The Window in the Painting

by silentflightfeathers



Category: Doctor Who & Related Fandoms, Doctor Who (2005)
Genre: Doctor - Freeform, F/M, NaNoWriMo, No Romance, Not really edited, Prompt Fic, Prompt Fill, Somewhat ambiguous Doctor Shenanigans, Tenth Doctor Era, The Doctor gets stuck in art again, The Doctor on His Own, This is why the Doctor should not be allowed in Art Galleries, how did you even, how do you even 3rd dimension, unnamed Protagonist - Freeform
Language: English
Status: Completed
Published: 2018-11-08
Updated: 2018-11-08
Packaged: 2019-08-20 14:13:59
Rating: General Audiences
Warnings: No Archive Warnings Apply
Chapters: 1
Words: 1,778
Publisher: archiveofourown.org
Story URL: https://archiveofourown.org/works/16557299
Author URL: https://archiveofourown.org/users/silentflightfeathers/pseuds/silentflightfeathers
Summary: A girl goes to the Met on a date, and this proves to be a terrible, terrible, two-dimensional mistake.The Doctor tries to visit an art gallery, and this proves to be a terrible, terrible, two-dimensional mistake.

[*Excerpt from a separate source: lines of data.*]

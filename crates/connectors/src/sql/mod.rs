pub mod base;
pub mod postgres;
use model::{core::identifiers::ClusterId, execution::errors::ModelError};
use thiserror::Error;

#[derive(Error, Debug)]
pub enum LedgerError {
    #[error("Ledger storage error: {0}")]
    Storage(#[from] sled::Error),

    #[error("Failed to encode ledger record: {0}")]
    Codec(#[from] bincode::Error),

    #[error("Execution {0} already exists")]
    Duplicate(String),
}

#[derive(Error, Debug)]
pub enum RegistryError {
    #[error("Cluster {0} not found")]
    NotFound(ClusterId),

    #[error("Cluster {0} appears more than once in the inventory")]
    Duplicate(ClusterId),

    #[error("Failed to read cluster inventory: {0}")]
    Io(#[from] std::io::Error),

    #[error("Malformed cluster inventory: {0}")]
    Parse(#[from] serde_json::Error),

    #[error("Discovery failed for cluster {cluster}: {reason}")]
    Discovery { cluster: String, reason: String },
}

#[derive(Error, Debug)]
pub enum PlanResolutionError {
    #[error("{0}")]
    Metadata(#[from] ModelError),

    #[error("Unknown cluster id {0}")]
    UnknownCluster(ClusterId),

    #[error("no targets: no accessible database matched the submission")]
    NoTargets,

    #[error("Cluster registry error: {0}")]
    Registry(#[from] RegistryError),
}
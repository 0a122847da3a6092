use connectors::file::csv::error::SinkError;
use engine_config::error::SettingsError;
use engine_core::error::{LedgerError, PlanResolutionError, RegistryError};
use model::{core::identifiers::ClusterId, execution::errors::ModelError};
use thiserror::Error;

/// Top-level errors for the query engine.
#[derive(Debug, Error)]
pub enum EngineError {
    #[error("Invalid submission: {0}")]
    Validation(#[from] ValidationError),

    #[error("{0}")]
    Plan(#[from] PlanResolutionError),

    #[error("Ledger error: {0}")]
    Ledger(#[from] LedgerError),

    #[error("Cluster registry error: {0}")]
    Registry(#[from] RegistryError),

    #[error("Result storage error: {0}")]
    Sink(#[from] SinkError),

    #[error("{0}")]
    Model(#[from] ModelError),

    #[error("Settings error: {0}")]
    Settings(#[from] SettingsError),

    #[error("Worker pool error: {0}")]
    Worker(#[from] WorkerError),

    /// An error occurred while joining a task.
    /// This usually indicates that the task was cancelled or panicked.
    #[error("Task join error: {0}")]
    TaskJoin(#[from] tokio::task::JoinError),

    #[error("Not found: {0}")]
    NotFound(String),
}

/// Rejections of a submission before anything is persisted.
#[derive(Debug, Error, PartialEq, Eq)]
pub enum ValidationError {
    #[error("SQL query cannot be empty")]
    EmptySql,

    #[error("Only SELECT queries are allowed")]
    NotSelect,

    #[error("Query contains disallowed keyword: {0}")]
    DisallowedKeyword(String),

    #[error("At least one cluster must be specified")]
    NoClusters,

    #[error("Cluster not found: {0}")]
    UnknownCluster(ClusterId),

    #[error("User id cannot be empty")]
    EmptyUserId,
}

#[derive(Debug, Error)]
pub enum WorkerError {
    #[error("Task queue closed")]
    QueueClosed,
}
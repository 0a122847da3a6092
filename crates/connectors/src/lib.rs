pub mod file;
pub mod sql;
pub mod row;
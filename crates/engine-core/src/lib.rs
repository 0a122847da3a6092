pub mod error;
pub mod ledger;
pub mod plan;
pub mod registry;
use crate::error::ValidationError;
use model::execution::request::SubmitRequest;

const DISALLOWED_KEYWORDS: [&str; 7] = [
    "drop", "delete", "insert", "update", "truncate", "alter", "create",
];

/// Checks that `sql` is a read-only SELECT. Disallowed keywords are matched
/// anywhere in the text, identifiers included: `created_at` is rejected.
pub fn validate_sql(sql: &str) -> Result<(), ValidationError> {
    let trimmed = sql.trim();
    if trimmed.is_empty() {
        return Err(ValidationError::EmptySql);
    }

    let lowered = trimmed.to_lowercase();
    if !lowered.starts_with("select") {
        return Err(ValidationError::NotSelect);
    }

    let disallowed = DISALLOWED_KEYWORDS
        .iter()
        .find(|keyword| lowered.contains(*keyword));
    if let Some(word) = disallowed {
        return Err(ValidationError::DisallowedKeyword(word.to_uppercase()));
    }
    Ok(())
}

/// Shape checks that need no registry access.
pub fn validate_request(request: &SubmitRequest) -> Result<(), ValidationError> {
    validate_sql(&request.sql)?;
    if request.cluster_ids.is_empty() {
        return Err(ValidationError::NoClusters);
    }
    if request.user_id.trim().is_empty() {
        return Err(ValidationError::EmptyUserId);
    }
    Ok(())
}
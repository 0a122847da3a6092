pub mod encoding;
pub mod error;
pub mod settings;
pub mod sink;
use crate::core::identifiers::ClusterId;
use serde::{Deserialize, Serialize};
use std::fmt;

/// A database server reachable through one host/port/credential set.
///
/// The engine only reads clusters; the known database list is refreshed
/// through the registry's rediscovery call.
#[derive(Clone, Serialize, Deserialize)]
pub struct Cluster {
    pub id: ClusterId,
    pub alias: String,
    pub host: String,
    pub port: u16,
    pub username: String,
    #[serde(skip_serializing)]
    pub password: String,
    #[serde(default = "default_active")]
    pub active: bool,
    #[serde(default)]
    pub databases: Vec<DatabaseDescriptor>,
    #[serde(default)]
    pub description: Option<String>,
}

fn default_active() -> bool {
    true
}

#[derive(Debug, Clone, PartialEq, Eq, Serialize, Deserialize)]
pub struct DatabaseDescriptor {
    pub name: String,
    #[serde(default = "default_active")]
    pub accessible: bool,
}

impl DatabaseDescriptor {
    pub fn accessible(name: impl Into<String>) -> Self {
        Self {
            name: name.into(),
            accessible: true,
        }
    }
}

impl Cluster {
    /// Known databases that targets may be built for, in listing order.
    pub fn accessible_databases(&self) -> impl Iterator<Item = &DatabaseDescriptor> {
        self.databases.iter().filter(|db| db.accessible)
    }

    pub fn connection(&self, database: &str) -> ConnectionDescriptor {
        ConnectionDescriptor {
            host: self.host.clone(),
            port: self.port,
            database: database.to_string(),
            username: self.username.clone(),
            password: self.password.clone(),
        }
    }
}

impl fmt::Debug for Cluster {
    fn fmt(&self, f: &mut fmt::Formatter<'_>) -> fmt::Result {
        f.debug_struct("Cluster")
            .field("id", &self.id)
            .field("alias", &self.alias)
            .field("host", &self.host)
            .field("port", &self.port)
            .field("username", &self.username)
            .field("active", &self.active)
            .field("databases", &self.databases)
            .finish_non_exhaustive()
    }
}

/// Everything needed to open one session against one database.
#[derive(Clone, PartialEq, Eq)]
pub struct ConnectionDescriptor {
    pub host: String,
    pub port: u16,
    pub database: String,
    pub username: String,
    pub password: String,
}

impl fmt::Display for ConnectionDescriptor {
    fn fmt(&self, f: &mut fmt::Formatter<'_>) -> fmt::Result {
        write!(f, "{}:{}/{}", self.host, self.port, self.database)
    }
}

impl fmt::Debug for ConnectionDescriptor {
    fn fmt(&self, f: &mut fmt::Formatter<'_>) -> fmt::Result {
        f.debug_struct("ConnectionDescriptor")
            .field("host", &self.host)
            .field("port", &self.port)
            .field("database", &self.database)
            .field("username", &self.username)
            .field("password", &"***")
            .finish()
    }
}

#[cfg(test)]
mod tests {
    use super::*;

    #[test]
    fn inventory_entry_defaults() {
        let json = r#"{
            "id": 3,
            "alias": "reporting",
            "host": "db.internal",
            "port": 5432,
            "username": "reader",
            "password": "secret",
            "databases": [{ "name": "a" }, { "name": "b", "accessible": false }]
        }"#;

        let cluster: Cluster = serde_json::from_str(json).unwrap();
        assert!(cluster.active);
        assert_eq!(cluster.description, None);

        let names: Vec<&str> = cluster
            .accessible_databases()
            .map(|db| db.name.as_str())
            .collect();
        assert_eq!(names, vec!["a"]);
    }

    #[test]
    fn debug_output_hides_password() {
        let cluster = Cluster {
            id: 1,
            alias: "c".into(),
            host: "h".into(),
            port: 5432,
            username: "u".into(),
            password: "hunter2".into(),
            active: true,
            databases: vec![],
            description: None,
        };

        assert!(!format!("{cluster:?}").contains("hunter2"));
        let conn = cluster.connection("sales");
        assert!(!format!("{conn:?}").contains("hunter2"));
        assert_eq!(conn.to_string(), "h:5432/sales");
        assert!(!serde_json::to_string(&cluster).unwrap().contains("hunter2"));
    }
}
pub mod error;
pub mod execution;
pub mod orchestrator;
pub mod validation;
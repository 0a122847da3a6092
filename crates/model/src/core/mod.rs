pub mod identifiers;
pub mod native;
pub mod normalize;
pub mod value;
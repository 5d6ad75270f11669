use std::path::{Path, PathBuf};

use anyhow::{anyhow, Context, Result};
use chrono::{DateTime, Utc};

use super::models::Entry;

pub const CSV_HEADER: [&str; 3] = ["Student ID", "Mark", "Timestamp"];

/// Render entries as comma-separated text. Fields are written verbatim, so a
/// delimiter inside a student id or timestamp is not escaped.
pub fn entries_to_csv(entries: &[Entry]) -> Result<String> {
    let mut writer = csv::WriterBuilder::new()
        .quote_style(csv::QuoteStyle::Never)
        .terminator(csv::Terminator::Any(b'\n'))
        .from_writer(Vec::new());

    writer
        .write_record(CSV_HEADER)
        .context("failed to write CSV header")?;

    for entry in entries {
        writer
            .write_record([
                entry.student_id.as_str(),
                entry.mark.to_string().as_str(),
                entry.timestamp.as_str(),
            ])
            .with_context(|| format!("failed to write CSV row for entry {}", entry.id))?;
    }

    let bytes = writer
        .into_inner()
        .map_err(|err| anyhow!("failed to flush CSV buffer: {}", err.error()))?;
    let mut text = String::from_utf8(bytes).context("CSV output is not valid UTF-8")?;
    if text.ends_with('\n') {
        text.pop();
    }
    Ok(text)
}

/// `marks-<ISO date>.csv`, dated in UTC.
pub fn export_file_name(now: DateTime<Utc>) -> String {
    format!("marks-{}.csv", now.format("%Y-%m-%d"))
}

/// Write the CSV into `dir` and return the full path of the new file.
pub fn write_export(dir: &Path, csv: &str, now: DateTime<Utc>) -> Result<PathBuf> {
    std::fs::create_dir_all(dir)
        .with_context(|| format!("failed to create export directory {}", dir.display()))?;
    let path = dir.join(export_file_name(now));
    std::fs::write(&path, csv)
        .with_context(|| format!("failed to write export to {}", path.display()))?;
    Ok(path)
}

	The Window in the Painting

The girl banged and tugged at the windowsill that separated her lightwashed world from a world of dimensions and unpixelated clarity. “If I could  _ get this window open!” _

“Ahhh, the  _ eyes _ are the windows to the soul, my love.”

“... I will stab you  _ right in the face.” _

“So harsh, my vixen!”

“I’ll  _ vixen _ YOU in a minute,” she grumbled under her breath. The flickery, two-dimensional 19th century dandy maneuvered his face into a lovesick expression. “Go… be.. Over  _ there _ . Yes. Farther. Away, thank you.” That said, she reached out and banged on the glittery, washed-out window frame. “Oi! You! Yes, you, out in the real world! EY! Look over… here… ah fuck it.”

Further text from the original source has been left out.